Speaking of private residences, the real Playboy Mansion, seen in the film, is not open to the public. But the empty lot in which Cliff parks his mobile home is next to the Paramount Drive-in (7770 Rosecrans Ave., Paramount) where you can watch current releases. The real Van Nuys Drive-in, as the Paramount is called in “Once,” closed in 1992.
You have to decide if it’s worth the trek, but about 45 miles north of downtown LA is the location of the real Spahn Movie Ranch (12000 Santa Susana Pass, Chatsworth), where the Manson family was living at the time of the murders. But there is nothing there to mark the buildings, just a winding hiking trail through an overgrown valley. In the book “Helter Skelter” you learn all the ranch buildings burned down in a wildfire that took place during the Manson trials in 1970.
Tarantino painstakingly recreated the ranch just four miles away in another former movie ranch, now called Corriganville Park (7001 Smith Rd., Simi Valley). The “Once” set is gone but you can hike around the public park and see the building foundations he used that date back to much older films, including John Wayne’s “Fort Apache” from 1948, noted by signs in the park.
However, one of the last standing active movie ranches, also north of the city, is one of the coolest highlights of the Tarantino tour. At the very start of “Once” you’re seeing Melody Movie Ranch (Oakcreek Ave., Newhall) as the set of Rick’s ‘50s TV show, “Bounty Law.” In the story, the fictional Western was shot at Spahn Ranch. The actual 22-acre Melody Ranch was bought by its current owners, Renaud and Andre Veluzat, from the singing cowboy himself, Gene Autry.

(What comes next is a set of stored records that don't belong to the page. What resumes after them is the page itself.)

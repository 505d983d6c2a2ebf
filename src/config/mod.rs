pub mod toml_config;

use clap::{Args, Parser};
use std::ffi::OsString;
use std::path::PathBuf;

pub use toml_config::Settings;

/// Flags every tool accepts.
#[derive(Debug, Clone, Default, Args)]
pub struct CommonArgs {
    /// Enable verbose output
    #[arg(short, long)]
    pub verbose: bool,

    /// Path to a TOML settings file
    #[arg(long, env = "CONTRIB_KIT_CONFIG", value_name = "FILE")]
    pub config: Option<PathBuf>,
}

pub const EXPLAIN_AFTER_HELP: &str = "\
Flags in front of the first word belong to explain itself. To explain a
command line that starts with a dash, put -- before it:

explain --print -- -v ls
";

#[derive(Debug, Clone, Parser)]
#[command(name = "explain")]
#[command(about = "Open an explainshell.com breakdown of a shell command")]
#[command(after_help = EXPLAIN_AFTER_HELP)]
pub struct ExplainArgs {
    #[command(flatten)]
    pub common: CommonArgs,

    /// Print the URL instead of opening a browser
    #[arg(long)]
    pub print: bool,

    /// The command line to explain
    #[arg(trailing_var_arg = true, allow_hyphen_values = true, value_name = "WORDS")]
    pub words: Vec<String>,
}

#[derive(Debug, Clone, Parser)]
#[command(name = "mailtrim")]
#[command(about = "Trim a Unix mbox file to its most recent messages")]
pub struct MailtrimArgs {
    #[command(flatten)]
    pub common: CommonArgs,

    /// Report what would be removed without touching the file
    #[arg(long)]
    pub dry_run: bool,

    /// Number of most recent messages to keep
    #[arg(value_name = "NUMBER_TO_KEEP")]
    pub keep: usize,

    /// Path to the mbox file
    #[arg(value_name = "MBOX_FILE")]
    pub mailbox: PathBuf,
}

pub const PTY_USAGE: &str = "\
A tragically beautiful piece of hackery, made to fool programs like ls,
grep, rg, and fd into thinking they're actually connected to a terminal.
Its usage:

pty command [arg1 arg2 ...]

Examples:
pty ls --color -R | less -r
git log -p | pty rg <search terms> | less -r
";

#[derive(Debug, Clone, Parser)]
#[command(name = "pty")]
#[command(about = "Run a command as if its output were connected to a terminal")]
#[command(after_help = PTY_USAGE)]
pub struct PtyArgs {
    #[command(flatten)]
    pub common: CommonArgs,

    /// Size of each read from the terminal, in bytes
    #[arg(long, value_name = "BYTES")]
    pub buffer_size: Option<usize>,

    /// The command to run, followed by its arguments
    #[arg(trailing_var_arg = true, allow_hyphen_values = true, value_name = "COMMAND")]
    pub command: Vec<OsString>,
}

#[derive(Debug, Clone, Parser)]
#[command(name = "urls-to-bookmarks")]
#[command(about = "Convert a list of URLs into a Netscape bookmarks HTML file")]
pub struct BookmarksArgs {
    #[command(flatten)]
    pub common: CommonArgs,

    /// Write the bookmarks here instead of stdout
    #[arg(short, long, value_name = "FILE")]
    pub output: Option<PathBuf>,

    /// Delay between consecutive requests, in milliseconds
    #[arg(long, value_name = "MS")]
    pub delay_ms: Option<u64>,

    /// Per-request timeout, in seconds
    #[arg(long, value_name = "SECONDS")]
    pub timeout_seconds: Option<u64>,

    /// Text file with one URL per line
    #[arg(value_name = "URLS_FILE")]
    pub urls_file: PathBuf,
}
//! Run a command with its stdout attached to a pseudo-terminal.
//!
//! Programs such as `ls`, `grep`, `rg` and `fd` change their output when
//! stdout is not a terminal. `PtyWrapper` gives the child a terminal slave as
//! stdout and copies whatever arrives on the master side to a writer of our
//! choosing, usually the real stdout feeding a pipeline.
//!
//! Only stdout is replaced. stdin and stderr are inherited, so the wrapped
//! command still reads from the pipeline in front of it.
//!
//! `forkpty` is deliberately not used: it would put the child in a new
//! session and ^C typed at the terminal would no longer reach it.

use crate::config::toml_config::DEFAULT_BUFFER_SIZE;
use crate::domain::model::WrapOutcome;
use crate::utils::error::{Result, ToolError};
use nix::libc;
use nix::pty::openpty;
use nix::sys::signal::{kill, signal, SigHandler, Signal};
use nix::sys::wait::{waitpid, WaitStatus};
use nix::unistd::{dup2, fork, ForkResult, Pid};
use std::ffi::{CString, OsString};
use std::fs::File;
use std::io::{ErrorKind, Read, Write};
use std::os::fd::{AsRawFd, OwnedFd};
use std::os::unix::ffi::OsStrExt;

/// Exit status used when the command could not be executed.
pub const EXEC_FAILURE_EXIT_CODE: i32 = 127;

#[derive(Debug, Clone)]
pub struct PtyWrapper {
    program: CString,
    argv: Vec<CString>,
    buffer_size: usize,
    ignore_interrupt: bool,
}

impl PtyWrapper {
    /// `command[0]` is the program, looked up on `PATH`; the rest are its arguments.
    pub fn new(command: &[OsString]) -> Result<Self> {
        let argv = command
            .iter()
            .map(|arg| {
                CString::new(arg.as_bytes()).map_err(|_| ToolError::UsageError {
                    message: format!("argument contains a null byte: {:?}", arg),
                })
            })
            .collect::<Result<Vec<_>>>()?;

        let program = argv.first().cloned().ok_or_else(|| ToolError::UsageError {
            message: "no command given".to_string(),
        })?;

        Ok(Self {
            program,
            argv,
            buffer_size: DEFAULT_BUFFER_SIZE,
            ignore_interrupt: false,
        })
    }

    pub fn buffer_size(mut self, buffer_size: usize) -> Self {
        self.buffer_size = buffer_size.max(1);
        self
    }

    /// Ignore SIGINT in this process while the child runs.
    ///
    /// ^C is delivered to the whole foreground process group, so the child
    /// sees it either way; we simply wait to see what the child does.
    pub fn ignore_interrupt(mut self, ignore: bool) -> Self {
        self.ignore_interrupt = ignore;
        self
    }

    /// Spawn the command and copy its terminal output to `out` until it ends.
    pub fn run<W: Write>(&self, out: &mut W) -> Result<WrapOutcome> {
        let pty = openpty(None, None).map_err(|e| ToolError::pty("openpty", e))?;

        // 錯誤訊息必須在 fork 之前準備好
        let exec_failure = format!(
            "pty: failed to execute {}\n",
            self.program.to_string_lossy()
        );

        // NULL-terminated argv for execvp(3); borrows `self.argv`.
        let argv_ptrs: Vec<*const libc::c_char> = self
            .argv
            .iter()
            .map(|arg| arg.as_ptr())
            .chain(std::iter::once(std::ptr::null()))
            .collect();

        // SAFETY: between fork and exec the child only calls dup2, signal,
        // close, execvp, write and _exit, and allocates nothing.
        match unsafe { fork() }.map_err(|e| ToolError::pty("fork", e))? {
            ForkResult::Child => {
                // SAFETY: restoring the default disposition; Rust ignores
                // SIGPIPE at startup and that would leak into the command.
                unsafe {
                    let _ = signal(Signal::SIGPIPE, SigHandler::SigDfl);
                }
                if dup2(pty.slave.as_raw_fd(), libc::STDOUT_FILENO).is_err() {
                    child_exit(exec_failure.as_bytes());
                }
                drop(pty.master);
                drop(pty.slave);

                // SAFETY: `program` and every `argv_ptrs` entry point into
                // CStrings owned by `self`, and the array ends with NULL.
                unsafe {
                    libc::execvp(self.program.as_ptr(), argv_ptrs.as_ptr());
                }
                child_exit(exec_failure.as_bytes())
            }
            ForkResult::Parent { child } => {
                tracing::debug!(pid = %child, program = ?self.program, "spawned command on pty");

                // While we hold the slave, reads on the master never hit
                // end of stream after the child exits.
                drop(pty.slave);

                if self.ignore_interrupt {
                    // SAFETY: installing SIG_IGN does not run any handler code.
                    if let Err(e) = unsafe { signal(Signal::SIGINT, SigHandler::SigIgn) } {
                        tracing::warn!("failed to ignore SIGINT: {}", e);
                    }
                }

                let copied = self.copy_output(pty.master, child, out);
                let status = waitpid(child, None).map_err(|e| ToolError::pty("waitpid", e))?;
                let downstream_closed = copied?;

                let exit_code = exit_code_for(status, downstream_closed);
                tracing::debug!(pid = %child, ?status, exit_code, "command finished");
                Ok(WrapOutcome {
                    exit_code,
                    downstream_closed,
                })
            }
        }
    }

    /// Returns whether the downstream reader went away.
    fn copy_output<W: Write>(&self, master: OwnedFd, child: Pid, out: &mut W) -> Result<bool> {
        let mut master = File::from(master);
        let mut buf = vec![0u8; self.buffer_size];

        loop {
            let n = match master.read(&mut buf) {
                Ok(0) => return Ok(false),
                Ok(n) => n,
                Err(e) if e.kind() == ErrorKind::Interrupted => continue,
                // Linux reports EIO once the last slave descriptor closes.
                Err(e) => {
                    tracing::trace!("pty read ended: {}", e);
                    return Ok(false);
                }
            };

            if let Err(e) = out.write_all(&buf[..n]).and_then(|_| out.flush()) {
                // Stop the child, then close the master in case it is blocked
                // writing to the terminal and cannot act on the signal.
                if let Err(kill_err) = kill(child, Signal::SIGTERM) {
                    tracing::warn!(pid = %child, "failed to terminate command: {}", kill_err);
                }
                drop(master);

                if e.kind() == ErrorKind::BrokenPipe {
                    tracing::debug!("downstream pipe closed, terminated pid {}", child);
                    return Ok(true);
                }
                return Err(ToolError::IoError(e));
            }
        }
    }
}

fn exit_code_for(status: WaitStatus, downstream_closed: bool) -> i32 {
    match status {
        WaitStatus::Exited(_, code) => code,
        WaitStatus::Signaled(_, _, _) if downstream_closed => 0,
        WaitStatus::Signaled(_, sig, _) => 128 + sig as i32,
        _ => 0,
    }
}

fn child_exit(message: &[u8]) -> ! {
    // SAFETY: write(2) and _exit(2) are async-signal-safe and `message`
    // outlives the call.
    unsafe {
        libc::write(libc::STDERR_FILENO, message.as_ptr().cast(), message.len());
        libc::_exit(EXEC_FAILURE_EXIT_CODE)
    }
}

#[cfg(test)]
mod tests {
    use super::*;

    fn sh(script: &str) -> Vec<OsString> {
        vec!["sh".into(), "-c".into(), script.into()]
    }

    #[test]
    fn test_stdout_is_a_terminal() {
        let mut out = Vec::new();
        let outcome = PtyWrapper::new(&sh("if [ -t 1 ]; then echo tty; else echo pipe; fi"))
            .unwrap()
            .run(&mut out)
            .unwrap();

        let text = String::from_utf8_lossy(&out);
        assert!(text.contains("tty"), "unexpected output: {text:?}");
        assert!(!text.contains("pipe"));
        assert_eq!(outcome.exit_code, 0);
        assert!(!outcome.downstream_closed);
    }

    #[test]
    fn test_exit_status_is_propagated() {
        let mut out = Vec::new();
        let outcome = PtyWrapper::new(&sh("printf done; exit 7"))
            .unwrap()
            .run(&mut out)
            .unwrap();

        assert_eq!(outcome.exit_code, 7);
        assert_eq!(String::from_utf8_lossy(&out), "done");
    }

    #[test]
    fn test_small_buffer_copies_everything() {
        let mut out = Vec::new();
        PtyWrapper::new(&sh("printf abcdefghijklmnopqrstuvwxyz"))
            .unwrap()
            .buffer_size(3)
            .run(&mut out)
            .unwrap();

        assert_eq!(out, b"abcdefghijklmnopqrstuvwxyz");
    }

    #[test]
    fn test_every_argument_reaches_the_command() {
        let command: Vec<OsString> = vec![
            "sh".into(),
            "-c".into(),
            "printf '[%s]' \"$0\" \"$@\"".into(),
            "first".into(),
            "with space".into(),
            "".into(),
        ];
        let mut out = Vec::new();
        PtyWrapper::new(&command).unwrap().run(&mut out).unwrap();

        assert_eq!(String::from_utf8_lossy(&out), "[first][with space][]");
    }

    #[test]
    fn test_missing_program_exits_127() {
        let mut out = Vec::new();
        let outcome = PtyWrapper::new(&["contrib-kit-no-such-program".into()])
            .unwrap()
            .run(&mut out)
            .unwrap();

        assert_eq!(outcome.exit_code, EXEC_FAILURE_EXIT_CODE);
    }

    #[test]
    fn test_signal_exit_codes() {
        let pid = Pid::from_raw(1);
        assert_eq!(exit_code_for(WaitStatus::Exited(pid, 3), false), 3);
        assert_eq!(exit_code_for(WaitStatus::Signaled(pid, Signal::SIGKILL, false), false), 137);
        assert_eq!(exit_code_for(WaitStatus::Signaled(pid, Signal::SIGTERM, false), true), 0);
    }

    #[test]
    fn test_empty_command_is_usage_error() {
        assert!(matches!(
            PtyWrapper::new(&[]),
            Err(ToolError::UsageError { .. })
        ));
    }
}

As if moseyin’ though the Old West town wasn’t enough of a thrill — as seen in “Deadwood,” “Westworld” (the show, not film), “Gunsmoke” and many others — visitors to Melody, by appointment, also tour a large warehouse of a museum packed with memorabilia, including a tank from the original “Red Dawn,” a jeep from “M*A*S*H” (the show, not film), and a Nazi car from “Raiders of the Lost Ark.” Among that extensive collection is a large tooth, the very one atop the wagon driven by Dr. King Schultz (Christoph Waltz) as he makes his way through Melody Ranch’s main street, riding next to the title character (Jamie Foxx) in Tarantino’s “Django Unchained.”
In the scene in “Once” where Sharon Tate traverses a pair of movie theaters before she watches herself in the real 1968 film, “The Wrecking Crew,” those were the classic Bruin Theater (948 Broxton Ave., Los Angeles) and Regency Village Theatre (961 Broxton Ave.), both currently closed, but local media reports say they are due to reopen next year after renovations.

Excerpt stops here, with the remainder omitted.